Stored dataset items
┄┄┄┄┄┄┄┄┄┄
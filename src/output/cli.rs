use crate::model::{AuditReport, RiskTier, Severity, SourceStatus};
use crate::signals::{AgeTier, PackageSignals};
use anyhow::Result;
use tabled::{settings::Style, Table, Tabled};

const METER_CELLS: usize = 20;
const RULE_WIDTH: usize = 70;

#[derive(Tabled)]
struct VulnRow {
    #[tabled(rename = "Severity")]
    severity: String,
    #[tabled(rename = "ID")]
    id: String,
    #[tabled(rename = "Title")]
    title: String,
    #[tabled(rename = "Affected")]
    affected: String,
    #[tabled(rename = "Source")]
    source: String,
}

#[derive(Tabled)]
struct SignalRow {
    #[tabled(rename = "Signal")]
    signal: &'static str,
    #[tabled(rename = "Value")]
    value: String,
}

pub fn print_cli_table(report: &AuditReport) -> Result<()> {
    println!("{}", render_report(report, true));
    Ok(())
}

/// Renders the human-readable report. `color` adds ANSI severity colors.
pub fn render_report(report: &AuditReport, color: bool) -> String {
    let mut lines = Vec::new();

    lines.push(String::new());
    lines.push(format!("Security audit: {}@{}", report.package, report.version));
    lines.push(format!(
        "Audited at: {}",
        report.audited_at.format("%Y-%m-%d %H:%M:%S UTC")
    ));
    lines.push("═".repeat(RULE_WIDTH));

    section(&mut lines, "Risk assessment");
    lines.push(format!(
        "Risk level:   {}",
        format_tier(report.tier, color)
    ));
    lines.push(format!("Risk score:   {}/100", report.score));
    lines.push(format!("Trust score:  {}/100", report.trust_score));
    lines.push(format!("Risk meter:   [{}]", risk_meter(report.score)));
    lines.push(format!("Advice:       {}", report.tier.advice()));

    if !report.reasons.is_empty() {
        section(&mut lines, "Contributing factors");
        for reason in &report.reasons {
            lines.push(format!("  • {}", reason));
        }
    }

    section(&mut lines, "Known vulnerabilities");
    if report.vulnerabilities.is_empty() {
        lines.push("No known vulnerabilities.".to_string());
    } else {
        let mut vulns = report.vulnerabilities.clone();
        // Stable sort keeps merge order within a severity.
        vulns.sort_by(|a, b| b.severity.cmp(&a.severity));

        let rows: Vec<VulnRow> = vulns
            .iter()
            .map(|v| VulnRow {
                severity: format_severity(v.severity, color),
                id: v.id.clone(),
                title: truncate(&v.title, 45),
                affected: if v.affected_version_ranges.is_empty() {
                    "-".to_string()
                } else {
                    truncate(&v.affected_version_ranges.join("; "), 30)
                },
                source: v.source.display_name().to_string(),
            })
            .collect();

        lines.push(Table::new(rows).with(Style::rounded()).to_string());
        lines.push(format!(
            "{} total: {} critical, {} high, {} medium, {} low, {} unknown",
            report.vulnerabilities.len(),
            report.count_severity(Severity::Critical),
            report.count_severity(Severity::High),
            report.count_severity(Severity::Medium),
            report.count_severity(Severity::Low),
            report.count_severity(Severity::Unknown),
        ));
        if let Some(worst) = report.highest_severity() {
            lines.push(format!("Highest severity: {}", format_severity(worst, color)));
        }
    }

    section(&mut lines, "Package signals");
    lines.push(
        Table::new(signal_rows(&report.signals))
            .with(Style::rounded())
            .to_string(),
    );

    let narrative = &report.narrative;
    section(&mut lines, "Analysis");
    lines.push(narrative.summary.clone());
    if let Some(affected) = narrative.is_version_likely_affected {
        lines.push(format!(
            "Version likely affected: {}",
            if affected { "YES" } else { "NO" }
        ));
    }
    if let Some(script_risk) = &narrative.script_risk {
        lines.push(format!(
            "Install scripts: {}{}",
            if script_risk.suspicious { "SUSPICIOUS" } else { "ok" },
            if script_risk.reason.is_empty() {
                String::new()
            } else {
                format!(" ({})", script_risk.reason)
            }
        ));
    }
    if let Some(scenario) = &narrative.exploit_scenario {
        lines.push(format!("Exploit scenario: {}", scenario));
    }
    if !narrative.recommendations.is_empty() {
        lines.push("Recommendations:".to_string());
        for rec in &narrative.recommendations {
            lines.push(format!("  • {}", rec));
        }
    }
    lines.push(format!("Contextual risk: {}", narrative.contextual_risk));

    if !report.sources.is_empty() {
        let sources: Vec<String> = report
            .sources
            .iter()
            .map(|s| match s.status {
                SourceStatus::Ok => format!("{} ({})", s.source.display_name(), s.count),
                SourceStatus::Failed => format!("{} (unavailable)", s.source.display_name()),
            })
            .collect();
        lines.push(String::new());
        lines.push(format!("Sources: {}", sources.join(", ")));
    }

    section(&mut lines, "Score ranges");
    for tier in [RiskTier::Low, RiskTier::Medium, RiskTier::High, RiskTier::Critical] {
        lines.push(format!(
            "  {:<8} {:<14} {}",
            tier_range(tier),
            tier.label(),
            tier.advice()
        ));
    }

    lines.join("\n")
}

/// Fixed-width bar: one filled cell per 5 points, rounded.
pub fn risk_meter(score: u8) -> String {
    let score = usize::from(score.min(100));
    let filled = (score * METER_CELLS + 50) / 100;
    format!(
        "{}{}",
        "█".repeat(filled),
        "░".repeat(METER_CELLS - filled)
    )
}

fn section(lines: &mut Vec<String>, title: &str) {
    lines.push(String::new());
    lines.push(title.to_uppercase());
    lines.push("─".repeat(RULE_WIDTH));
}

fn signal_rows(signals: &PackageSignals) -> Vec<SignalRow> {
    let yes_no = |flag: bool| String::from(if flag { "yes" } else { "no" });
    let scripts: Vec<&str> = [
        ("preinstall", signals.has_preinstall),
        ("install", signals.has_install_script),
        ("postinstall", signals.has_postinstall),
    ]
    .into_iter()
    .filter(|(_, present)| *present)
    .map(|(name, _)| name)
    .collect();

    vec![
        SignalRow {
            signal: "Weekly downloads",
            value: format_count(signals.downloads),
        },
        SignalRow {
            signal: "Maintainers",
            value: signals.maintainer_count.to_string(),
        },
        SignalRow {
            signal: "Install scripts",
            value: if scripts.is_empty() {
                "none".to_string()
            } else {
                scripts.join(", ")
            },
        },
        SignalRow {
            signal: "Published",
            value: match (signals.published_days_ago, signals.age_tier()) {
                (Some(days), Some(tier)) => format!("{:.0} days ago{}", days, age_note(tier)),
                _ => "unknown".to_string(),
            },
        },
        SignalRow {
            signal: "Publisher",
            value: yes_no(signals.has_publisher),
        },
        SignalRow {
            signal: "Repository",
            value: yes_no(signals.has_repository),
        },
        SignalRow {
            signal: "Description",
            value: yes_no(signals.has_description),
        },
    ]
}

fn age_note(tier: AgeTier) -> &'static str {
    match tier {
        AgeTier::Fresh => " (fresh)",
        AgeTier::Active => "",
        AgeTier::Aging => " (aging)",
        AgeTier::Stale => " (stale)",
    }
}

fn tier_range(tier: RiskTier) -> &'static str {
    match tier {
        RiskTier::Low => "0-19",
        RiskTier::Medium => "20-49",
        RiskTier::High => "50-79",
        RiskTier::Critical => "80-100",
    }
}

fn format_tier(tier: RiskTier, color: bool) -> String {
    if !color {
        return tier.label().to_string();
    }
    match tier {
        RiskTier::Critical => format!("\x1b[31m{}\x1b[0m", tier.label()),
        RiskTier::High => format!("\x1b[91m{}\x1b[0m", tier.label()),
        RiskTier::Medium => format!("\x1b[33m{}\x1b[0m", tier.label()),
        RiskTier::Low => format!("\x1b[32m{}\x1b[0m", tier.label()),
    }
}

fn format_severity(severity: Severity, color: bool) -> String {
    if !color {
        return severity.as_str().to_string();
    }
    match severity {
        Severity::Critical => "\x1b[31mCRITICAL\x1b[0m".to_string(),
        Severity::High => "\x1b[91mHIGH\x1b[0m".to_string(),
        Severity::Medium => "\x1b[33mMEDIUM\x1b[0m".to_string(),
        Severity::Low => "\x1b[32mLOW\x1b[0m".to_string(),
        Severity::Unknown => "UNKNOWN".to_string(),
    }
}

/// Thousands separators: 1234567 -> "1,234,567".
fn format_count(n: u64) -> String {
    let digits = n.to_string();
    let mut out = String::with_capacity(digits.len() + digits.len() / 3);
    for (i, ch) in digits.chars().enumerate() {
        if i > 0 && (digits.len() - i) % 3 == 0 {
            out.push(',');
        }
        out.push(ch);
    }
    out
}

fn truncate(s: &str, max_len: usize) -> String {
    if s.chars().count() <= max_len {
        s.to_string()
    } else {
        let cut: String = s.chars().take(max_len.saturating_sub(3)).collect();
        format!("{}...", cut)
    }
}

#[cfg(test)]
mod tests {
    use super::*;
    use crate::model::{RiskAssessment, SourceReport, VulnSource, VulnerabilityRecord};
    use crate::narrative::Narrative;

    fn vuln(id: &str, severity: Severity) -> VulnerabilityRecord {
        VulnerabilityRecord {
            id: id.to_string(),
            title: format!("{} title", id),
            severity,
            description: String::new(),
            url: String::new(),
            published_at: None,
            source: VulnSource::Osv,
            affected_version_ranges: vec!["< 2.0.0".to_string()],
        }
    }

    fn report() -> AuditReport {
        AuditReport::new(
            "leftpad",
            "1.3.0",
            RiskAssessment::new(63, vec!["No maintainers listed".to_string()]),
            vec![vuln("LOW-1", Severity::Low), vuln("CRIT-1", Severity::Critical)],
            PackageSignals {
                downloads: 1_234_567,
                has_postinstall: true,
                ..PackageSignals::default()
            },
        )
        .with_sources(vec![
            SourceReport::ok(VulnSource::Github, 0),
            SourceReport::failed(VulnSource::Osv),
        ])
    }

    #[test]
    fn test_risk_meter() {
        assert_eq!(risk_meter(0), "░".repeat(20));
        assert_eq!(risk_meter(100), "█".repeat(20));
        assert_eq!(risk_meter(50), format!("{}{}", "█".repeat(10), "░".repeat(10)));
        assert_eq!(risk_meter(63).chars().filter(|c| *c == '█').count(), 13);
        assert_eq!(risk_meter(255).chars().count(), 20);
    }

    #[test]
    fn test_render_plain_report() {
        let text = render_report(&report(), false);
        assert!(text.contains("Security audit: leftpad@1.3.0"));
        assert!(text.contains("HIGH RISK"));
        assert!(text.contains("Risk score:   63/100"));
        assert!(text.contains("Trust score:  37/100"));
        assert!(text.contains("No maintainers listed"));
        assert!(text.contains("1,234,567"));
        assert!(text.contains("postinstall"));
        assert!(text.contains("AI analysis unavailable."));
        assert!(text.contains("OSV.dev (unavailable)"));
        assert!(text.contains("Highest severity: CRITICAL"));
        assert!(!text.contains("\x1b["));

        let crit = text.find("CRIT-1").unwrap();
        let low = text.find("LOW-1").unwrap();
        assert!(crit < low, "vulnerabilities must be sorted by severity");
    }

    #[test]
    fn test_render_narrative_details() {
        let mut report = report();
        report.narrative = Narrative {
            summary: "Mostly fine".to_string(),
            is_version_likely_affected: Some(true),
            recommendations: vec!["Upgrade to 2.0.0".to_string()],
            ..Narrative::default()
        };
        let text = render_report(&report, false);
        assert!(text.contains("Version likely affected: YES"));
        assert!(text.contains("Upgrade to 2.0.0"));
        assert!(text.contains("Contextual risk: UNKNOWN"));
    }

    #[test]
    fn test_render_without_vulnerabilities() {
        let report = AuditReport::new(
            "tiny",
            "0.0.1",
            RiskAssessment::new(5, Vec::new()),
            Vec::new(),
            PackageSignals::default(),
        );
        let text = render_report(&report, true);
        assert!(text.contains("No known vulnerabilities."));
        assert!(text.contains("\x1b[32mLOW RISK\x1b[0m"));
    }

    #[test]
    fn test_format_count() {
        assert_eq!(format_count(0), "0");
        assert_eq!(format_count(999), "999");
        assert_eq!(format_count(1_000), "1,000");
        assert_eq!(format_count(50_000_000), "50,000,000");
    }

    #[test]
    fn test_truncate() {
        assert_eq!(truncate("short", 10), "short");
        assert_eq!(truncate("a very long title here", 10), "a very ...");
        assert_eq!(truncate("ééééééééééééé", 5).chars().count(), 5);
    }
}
┄┄┄┄┄┄┄┄┄┄
Exercise requirements:
Copy out the lines above that hold the string "chars".

Result of the exercise:
    for (i, ch) in digits.chars().enumerate() {
    if s.chars().count() <= max_len {
        let cut: String = s.chars().take(max_len.saturating_sub(3)).collect();
        assert_eq!(risk_meter(63).chars().filter(|c| *c == '█').count(), 13);
        assert_eq!(risk_meter(255).chars().count(), 20);
        assert_eq!(truncate("ééééééééééééé", 5).chars().count(), 5);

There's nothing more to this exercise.